• [WHAT IS EXPECTED]: Please repeat the lines below, exactly and only, from the one that holds "#[async_trait::async_trait(?Send)]" through the one that holds "fn seed(ctx: &TestContext)".

Collected data entries:
..........

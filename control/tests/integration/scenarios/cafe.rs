//! Simple Ingress Test
//!
//! A TLS Ingress with two paths becomes one config file, one secret file and
//! one reload. Syncing again, or building the same site from scratch in a
//! different order, renders identical bytes.

use super::super::framework::assertions::{ensure, ensure_eq, location_paths, outcomes, upstream_endpoints};
use super::super::framework::{fixtures, key, TestContext, TestResult};
use super::super::TestScenario;
use control::reconcile::reporter::{Outcome, ResourceKind, StatusChange};
use control::reconcile::secrets::TLS_SECRET_FILE_MODE;
use control::reconcile::task_queue::TaskKind;

const CONFIG_NAME: &str = "default-cafe-ingress";

pub struct CafeScenario;

#[async_trait::async_trait(?Send)]
impl TestScenario for CafeScenario {
    fn name(&self) -> &str {
        "cafe_ingress"
    }

    async fn run(&self, ctx: &mut TestContext) -> TestResult {
        println!("\n🧪 Running Simple Ingress Scenarios");

        test_apply(ctx).await?;
        test_resync_is_idempotent(ctx).await?;
        test_render_is_order_independent(ctx).await?;

        println!("✅ All simple Ingress tests passed!\n");
        Ok(())
    }
}

fn seed(ctx: &TestContext) {
    ctx.stores.services.apply(fixtures::service("tea-svc"));
    ctx.stores.services.apply(fixtures::service("coffee-svc"));
    ctx.stores
        .endpoint_slices
        .apply(fixtures::endpoint_slice("tea-svc", &["10.0.0.1"]));
    ctx.stores
        .endpoint_slices
        .apply(fixtures::endpoint_slice("coffee-svc", &["10.0.0.2", "10.0.0.3"]));
    ctx.stores.secrets.apply(fixtures::tls_secret("cafe-secret"));
    ctx.stores.ingresses.apply(fixtures::cafe_ingress(true));
}

/// Test 1: first apply writes the site and reports it
async fn test_apply(ctx: &mut TestContext) -> TestResult {
    println!("  📝 Test: Apply cafe-ingress");

    seed(ctx);
    ctx.sync(TaskKind::Ingress, "cafe-ingress").await;

    let config = ctx.ingress_config(CONFIG_NAME)?;
    ensure_eq(config.servers.len(), 1, "servers")?;
    let server = &config.servers[0];
    ensure_eq(server.name.as_str(), "cafe.example.com", "server name")?;

    let mut paths = location_paths(&config);
    paths.sort();
    ensure_eq(paths, vec!["/coffee".to_string(), "/tea".to_string()], "locations")?;

    let ssl = server.ssl.as_ref().ok_or("Server has no TLS binding")?;
    ensure(!ssl.fails_closed(), "A valid secret must not fail closed")?;

    ensure_eq(
        upstream_endpoints(&config, "tea-svc-80")?,
        vec!["10.0.0.1:8080".to_string()],
        "tea endpoints",
    )?;
    ensure_eq(
        upstream_endpoints(&config, "coffee-svc-80")?,
        vec!["10.0.0.2:8080".to_string(), "10.0.0.3:8080".to_string()],
        "coffee endpoints",
    )?;

    let (_, mode) = ctx
        .proxy
        .secret("default-cafe-secret")
        .ok_or("TLS secret was not written")?;
    ensure_eq(mode, TLS_SECRET_FILE_MODE, "secret file mode")?;
    ensure_eq(ctx.proxy.reload_count(), 1, "reloads")?;

    ensure_eq(
        outcomes(&ctx.reporter, ResourceKind::Ingress, "cafe-ingress"),
        vec![Outcome::AddedOrUpdated],
        "outcomes",
    )?;
    ensure_eq(
        ctx.reporter.status_changes(),
        vec![StatusChange::Updated(key("cafe-ingress"))],
        "status",
    )?;

    println!("  ✅ One server, two locations, one reload");
    Ok(())
}

/// Test 2: nothing changed, nothing rendered differently
async fn test_resync_is_idempotent(ctx: &mut TestContext) -> TestResult {
    println!("  📝 Test: Resync without changes");

    let before = ctx.rendered(CONFIG_NAME)?;
    ctx.sync(TaskKind::Ingress, "cafe-ingress").await;
    let after = ctx.rendered(CONFIG_NAME)?;

    ensure(before == after, "Resync changed the rendered config")?;
    ensure_eq(ctx.proxy.config_names(), vec![CONFIG_NAME.to_string()], "artifacts")?;

    println!("  ✅ Byte-identical after resync");
    Ok(())
}

/// Test 3: a fresh controller seeded in another order renders the same bytes
async fn test_render_is_order_independent(ctx: &mut TestContext) -> TestResult {
    println!("  📝 Test: Render from scratch");

    let mut fresh = TestContext::new(ctx.controller_config());
    fresh.stores.ingresses.apply(fixtures::cafe_ingress(true));
    fresh.stores.secrets.apply(fixtures::tls_secret("cafe-secret"));
    fresh
        .stores
        .endpoint_slices
        .apply(fixtures::endpoint_slice("coffee-svc", &["10.0.0.3", "10.0.0.2"]));
    fresh
        .stores
        .endpoint_slices
        .apply(fixtures::endpoint_slice("tea-svc", &["10.0.0.1"]));
    fresh.stores.services.apply(fixtures::service("coffee-svc"));
    fresh.stores.services.apply(fixtures::service("tea-svc"));
    fresh.sync(TaskKind::Ingress, "cafe-ingress").await;

    ensure(
        ctx.rendered(CONFIG_NAME)? == fresh.rendered(CONFIG_NAME)?,
        "Rendered config depends on arrival order",
    )?;

    println!("  ✅ Same inputs, same bytes");
    Ok(())
}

..........

• [RESULT OF THIS TASK]:
#[async_trait::async_trait(?Send)]
impl TestScenario for CafeScenario {
    fn name(&self) -> &str {
        "cafe_ingress"
    }

    async fn run(&self, ctx: &mut TestContext) -> TestResult {
        println!("\n🧪 Running Simple Ingress Scenarios");

        test_apply(ctx).await?;
        test_resync_is_idempotent(ctx).await?;
        test_render_is_order_independent(ctx).await?;

        println!("✅ All simple Ingress tests passed!\n");
        Ok(())
    }
}

fn seed(ctx: &TestContext) {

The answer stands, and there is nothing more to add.